ACTIVITY: For the entries below, the result should be an exact transcription of the lines from the one with "an empty backend." up to and including the one with "the last agent.", and only those.

INFORMATION GIVEN:
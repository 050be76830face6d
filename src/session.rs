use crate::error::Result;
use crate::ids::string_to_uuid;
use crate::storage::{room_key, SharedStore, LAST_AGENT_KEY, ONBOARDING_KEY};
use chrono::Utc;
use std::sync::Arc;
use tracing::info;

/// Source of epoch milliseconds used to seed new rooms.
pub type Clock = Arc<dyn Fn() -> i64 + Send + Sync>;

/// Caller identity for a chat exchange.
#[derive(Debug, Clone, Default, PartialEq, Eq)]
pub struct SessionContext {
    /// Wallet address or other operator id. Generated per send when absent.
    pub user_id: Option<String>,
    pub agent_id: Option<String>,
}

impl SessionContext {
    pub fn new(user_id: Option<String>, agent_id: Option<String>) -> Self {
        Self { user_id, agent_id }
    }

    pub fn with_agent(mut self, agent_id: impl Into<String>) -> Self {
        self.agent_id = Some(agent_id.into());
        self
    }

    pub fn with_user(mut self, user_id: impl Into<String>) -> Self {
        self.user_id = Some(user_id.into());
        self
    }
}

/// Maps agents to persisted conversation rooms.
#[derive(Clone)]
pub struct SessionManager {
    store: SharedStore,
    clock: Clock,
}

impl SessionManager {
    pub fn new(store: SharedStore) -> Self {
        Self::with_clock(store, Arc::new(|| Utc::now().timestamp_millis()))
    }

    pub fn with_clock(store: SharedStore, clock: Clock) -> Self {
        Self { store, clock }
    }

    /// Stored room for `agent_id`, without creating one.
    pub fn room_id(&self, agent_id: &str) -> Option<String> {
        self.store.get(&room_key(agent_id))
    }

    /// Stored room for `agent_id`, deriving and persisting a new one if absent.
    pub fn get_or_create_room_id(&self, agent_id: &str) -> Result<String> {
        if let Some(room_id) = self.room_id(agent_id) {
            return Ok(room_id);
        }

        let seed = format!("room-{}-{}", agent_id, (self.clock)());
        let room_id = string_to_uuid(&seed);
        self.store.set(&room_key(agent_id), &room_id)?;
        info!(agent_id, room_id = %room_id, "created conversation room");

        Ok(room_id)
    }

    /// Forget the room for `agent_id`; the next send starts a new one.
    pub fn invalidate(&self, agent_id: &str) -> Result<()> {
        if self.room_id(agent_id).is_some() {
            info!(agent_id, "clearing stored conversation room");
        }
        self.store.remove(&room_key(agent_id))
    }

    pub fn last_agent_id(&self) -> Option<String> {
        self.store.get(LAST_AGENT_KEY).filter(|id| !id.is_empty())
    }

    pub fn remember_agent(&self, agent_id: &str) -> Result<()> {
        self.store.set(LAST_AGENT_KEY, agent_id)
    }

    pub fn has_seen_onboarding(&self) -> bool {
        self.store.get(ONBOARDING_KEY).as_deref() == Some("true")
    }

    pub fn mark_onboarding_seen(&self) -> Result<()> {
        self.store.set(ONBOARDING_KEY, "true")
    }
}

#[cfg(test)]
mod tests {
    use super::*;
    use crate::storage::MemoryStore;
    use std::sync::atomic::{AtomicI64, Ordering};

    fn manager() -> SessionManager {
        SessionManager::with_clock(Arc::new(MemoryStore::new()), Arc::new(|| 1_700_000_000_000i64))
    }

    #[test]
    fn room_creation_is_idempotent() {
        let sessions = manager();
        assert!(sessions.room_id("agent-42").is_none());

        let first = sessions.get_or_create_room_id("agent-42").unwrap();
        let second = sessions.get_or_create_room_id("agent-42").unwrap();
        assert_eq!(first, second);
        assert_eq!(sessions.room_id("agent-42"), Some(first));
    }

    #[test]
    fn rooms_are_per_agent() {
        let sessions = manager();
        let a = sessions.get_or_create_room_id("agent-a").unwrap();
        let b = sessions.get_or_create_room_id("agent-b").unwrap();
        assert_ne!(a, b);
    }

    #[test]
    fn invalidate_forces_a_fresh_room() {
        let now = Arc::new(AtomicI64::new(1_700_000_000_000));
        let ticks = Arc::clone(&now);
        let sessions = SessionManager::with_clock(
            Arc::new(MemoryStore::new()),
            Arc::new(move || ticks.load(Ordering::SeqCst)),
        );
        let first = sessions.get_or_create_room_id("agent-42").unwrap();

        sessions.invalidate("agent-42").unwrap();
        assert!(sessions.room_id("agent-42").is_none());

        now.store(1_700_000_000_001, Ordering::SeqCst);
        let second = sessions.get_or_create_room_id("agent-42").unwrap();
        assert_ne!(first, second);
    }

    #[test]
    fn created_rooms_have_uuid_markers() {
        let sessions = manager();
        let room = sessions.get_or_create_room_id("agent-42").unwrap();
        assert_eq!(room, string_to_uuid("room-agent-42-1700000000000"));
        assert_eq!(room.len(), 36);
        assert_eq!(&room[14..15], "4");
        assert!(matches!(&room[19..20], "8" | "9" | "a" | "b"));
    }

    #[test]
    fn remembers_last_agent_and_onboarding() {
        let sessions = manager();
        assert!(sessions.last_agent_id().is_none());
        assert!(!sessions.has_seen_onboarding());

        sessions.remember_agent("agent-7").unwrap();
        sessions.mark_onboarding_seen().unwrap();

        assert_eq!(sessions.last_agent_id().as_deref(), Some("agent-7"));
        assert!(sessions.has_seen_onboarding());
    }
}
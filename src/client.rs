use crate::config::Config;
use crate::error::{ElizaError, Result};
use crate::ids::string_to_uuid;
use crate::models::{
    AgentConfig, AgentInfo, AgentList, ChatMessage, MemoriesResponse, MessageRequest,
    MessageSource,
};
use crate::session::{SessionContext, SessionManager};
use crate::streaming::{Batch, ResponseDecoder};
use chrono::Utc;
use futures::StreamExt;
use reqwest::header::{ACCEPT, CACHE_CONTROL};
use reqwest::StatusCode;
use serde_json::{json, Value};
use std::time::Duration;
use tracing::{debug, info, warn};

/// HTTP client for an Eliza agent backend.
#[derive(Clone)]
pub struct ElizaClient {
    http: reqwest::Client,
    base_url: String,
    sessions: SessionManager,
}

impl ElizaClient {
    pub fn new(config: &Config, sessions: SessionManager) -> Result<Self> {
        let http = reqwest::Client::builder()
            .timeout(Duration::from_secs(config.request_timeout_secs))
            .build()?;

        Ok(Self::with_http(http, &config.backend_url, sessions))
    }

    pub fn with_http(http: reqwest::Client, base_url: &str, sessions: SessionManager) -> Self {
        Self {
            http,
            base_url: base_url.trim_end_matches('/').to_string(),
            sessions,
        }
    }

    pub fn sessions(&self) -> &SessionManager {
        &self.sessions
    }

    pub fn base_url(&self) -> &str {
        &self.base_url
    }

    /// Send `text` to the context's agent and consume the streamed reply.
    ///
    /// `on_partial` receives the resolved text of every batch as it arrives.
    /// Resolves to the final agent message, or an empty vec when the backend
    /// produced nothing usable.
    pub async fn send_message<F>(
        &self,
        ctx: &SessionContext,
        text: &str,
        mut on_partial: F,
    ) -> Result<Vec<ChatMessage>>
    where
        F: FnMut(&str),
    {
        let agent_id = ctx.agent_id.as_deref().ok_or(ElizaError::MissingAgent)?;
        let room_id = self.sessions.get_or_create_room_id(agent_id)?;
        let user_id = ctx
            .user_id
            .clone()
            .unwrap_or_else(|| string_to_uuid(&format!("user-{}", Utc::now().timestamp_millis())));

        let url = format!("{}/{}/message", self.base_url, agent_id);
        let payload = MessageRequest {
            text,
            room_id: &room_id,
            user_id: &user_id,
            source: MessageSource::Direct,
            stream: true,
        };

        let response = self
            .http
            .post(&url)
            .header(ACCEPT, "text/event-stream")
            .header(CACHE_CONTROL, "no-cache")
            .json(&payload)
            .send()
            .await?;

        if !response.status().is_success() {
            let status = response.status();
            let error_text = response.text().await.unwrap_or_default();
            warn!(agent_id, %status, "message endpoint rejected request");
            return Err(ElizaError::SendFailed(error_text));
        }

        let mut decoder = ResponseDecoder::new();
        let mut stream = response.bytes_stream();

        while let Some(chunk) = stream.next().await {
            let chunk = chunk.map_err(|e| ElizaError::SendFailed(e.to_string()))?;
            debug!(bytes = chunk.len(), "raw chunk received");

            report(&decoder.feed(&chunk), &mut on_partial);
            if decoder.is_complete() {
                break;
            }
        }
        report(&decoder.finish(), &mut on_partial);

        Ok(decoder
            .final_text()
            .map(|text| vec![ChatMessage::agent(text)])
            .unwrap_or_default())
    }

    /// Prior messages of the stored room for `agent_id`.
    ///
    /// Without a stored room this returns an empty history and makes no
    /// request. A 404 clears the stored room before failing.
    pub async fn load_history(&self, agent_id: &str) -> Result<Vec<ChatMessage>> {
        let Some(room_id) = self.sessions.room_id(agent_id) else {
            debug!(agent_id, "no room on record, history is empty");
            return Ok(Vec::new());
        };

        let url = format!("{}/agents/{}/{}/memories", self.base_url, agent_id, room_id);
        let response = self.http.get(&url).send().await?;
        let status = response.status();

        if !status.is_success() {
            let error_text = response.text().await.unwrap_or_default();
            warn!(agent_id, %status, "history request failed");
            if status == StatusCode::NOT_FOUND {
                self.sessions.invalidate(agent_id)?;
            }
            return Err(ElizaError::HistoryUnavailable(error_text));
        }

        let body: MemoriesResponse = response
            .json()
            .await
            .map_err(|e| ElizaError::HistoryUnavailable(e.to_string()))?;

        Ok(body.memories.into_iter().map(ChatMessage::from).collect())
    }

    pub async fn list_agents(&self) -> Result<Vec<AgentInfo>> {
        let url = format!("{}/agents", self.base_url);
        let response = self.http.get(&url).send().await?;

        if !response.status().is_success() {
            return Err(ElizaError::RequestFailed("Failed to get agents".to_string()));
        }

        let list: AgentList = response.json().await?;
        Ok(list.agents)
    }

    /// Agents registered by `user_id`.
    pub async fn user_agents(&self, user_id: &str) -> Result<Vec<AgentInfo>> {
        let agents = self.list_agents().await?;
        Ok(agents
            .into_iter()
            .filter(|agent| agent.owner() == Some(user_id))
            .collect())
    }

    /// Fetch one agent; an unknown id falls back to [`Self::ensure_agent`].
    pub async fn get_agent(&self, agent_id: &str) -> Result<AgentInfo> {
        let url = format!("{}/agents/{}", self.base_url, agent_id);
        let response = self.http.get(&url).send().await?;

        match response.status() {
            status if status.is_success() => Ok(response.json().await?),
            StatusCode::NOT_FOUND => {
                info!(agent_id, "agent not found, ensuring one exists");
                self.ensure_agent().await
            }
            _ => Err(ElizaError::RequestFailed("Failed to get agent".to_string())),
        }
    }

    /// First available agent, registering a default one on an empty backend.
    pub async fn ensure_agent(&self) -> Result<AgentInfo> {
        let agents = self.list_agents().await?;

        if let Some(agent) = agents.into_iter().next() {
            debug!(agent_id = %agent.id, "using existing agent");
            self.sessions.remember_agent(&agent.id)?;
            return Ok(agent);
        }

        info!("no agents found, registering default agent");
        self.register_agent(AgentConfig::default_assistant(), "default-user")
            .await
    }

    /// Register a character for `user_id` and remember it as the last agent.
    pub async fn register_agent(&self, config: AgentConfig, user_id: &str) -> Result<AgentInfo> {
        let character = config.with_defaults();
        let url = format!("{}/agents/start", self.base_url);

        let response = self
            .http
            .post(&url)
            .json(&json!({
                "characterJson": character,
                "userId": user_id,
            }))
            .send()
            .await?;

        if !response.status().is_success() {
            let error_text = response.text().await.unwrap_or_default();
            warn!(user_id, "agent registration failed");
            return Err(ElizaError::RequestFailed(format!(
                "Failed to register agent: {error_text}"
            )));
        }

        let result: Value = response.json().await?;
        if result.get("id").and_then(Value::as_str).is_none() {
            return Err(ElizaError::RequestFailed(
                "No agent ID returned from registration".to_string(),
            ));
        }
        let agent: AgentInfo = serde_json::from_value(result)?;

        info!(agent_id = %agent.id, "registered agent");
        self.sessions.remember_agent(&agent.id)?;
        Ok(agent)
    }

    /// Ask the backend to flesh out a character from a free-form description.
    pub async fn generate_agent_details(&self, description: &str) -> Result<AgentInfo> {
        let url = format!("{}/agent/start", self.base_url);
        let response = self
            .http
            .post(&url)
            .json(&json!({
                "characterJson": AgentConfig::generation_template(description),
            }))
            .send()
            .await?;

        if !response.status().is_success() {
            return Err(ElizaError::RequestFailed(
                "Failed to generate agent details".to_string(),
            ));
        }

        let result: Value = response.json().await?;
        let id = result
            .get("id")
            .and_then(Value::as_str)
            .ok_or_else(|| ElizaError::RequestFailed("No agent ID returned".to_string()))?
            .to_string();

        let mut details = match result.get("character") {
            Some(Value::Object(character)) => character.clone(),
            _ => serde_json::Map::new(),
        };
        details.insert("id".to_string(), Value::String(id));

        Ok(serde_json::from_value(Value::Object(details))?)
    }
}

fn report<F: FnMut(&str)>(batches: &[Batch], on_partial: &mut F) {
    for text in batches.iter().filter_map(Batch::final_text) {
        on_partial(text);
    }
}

SOLUTION FOR THIS TASK:
    /// First available agent, registering a default one on an empty backend.
    pub async fn ensure_agent(&self) -> Result<AgentInfo> {
        let agents = self.list_agents().await?;

        if let Some(agent) = agents.into_iter().next() {
            debug!(agent_id = %agent.id, "using existing agent");
            self.sessions.remember_agent(&agent.id)?;
            return Ok(agent);
        }

        info!("no agents found, registering default agent");
        self.register_agent(AgentConfig::default_assistant(), "default-user")
            .await
    }

    /// Register a character for `user_id` and remember it as the last agent.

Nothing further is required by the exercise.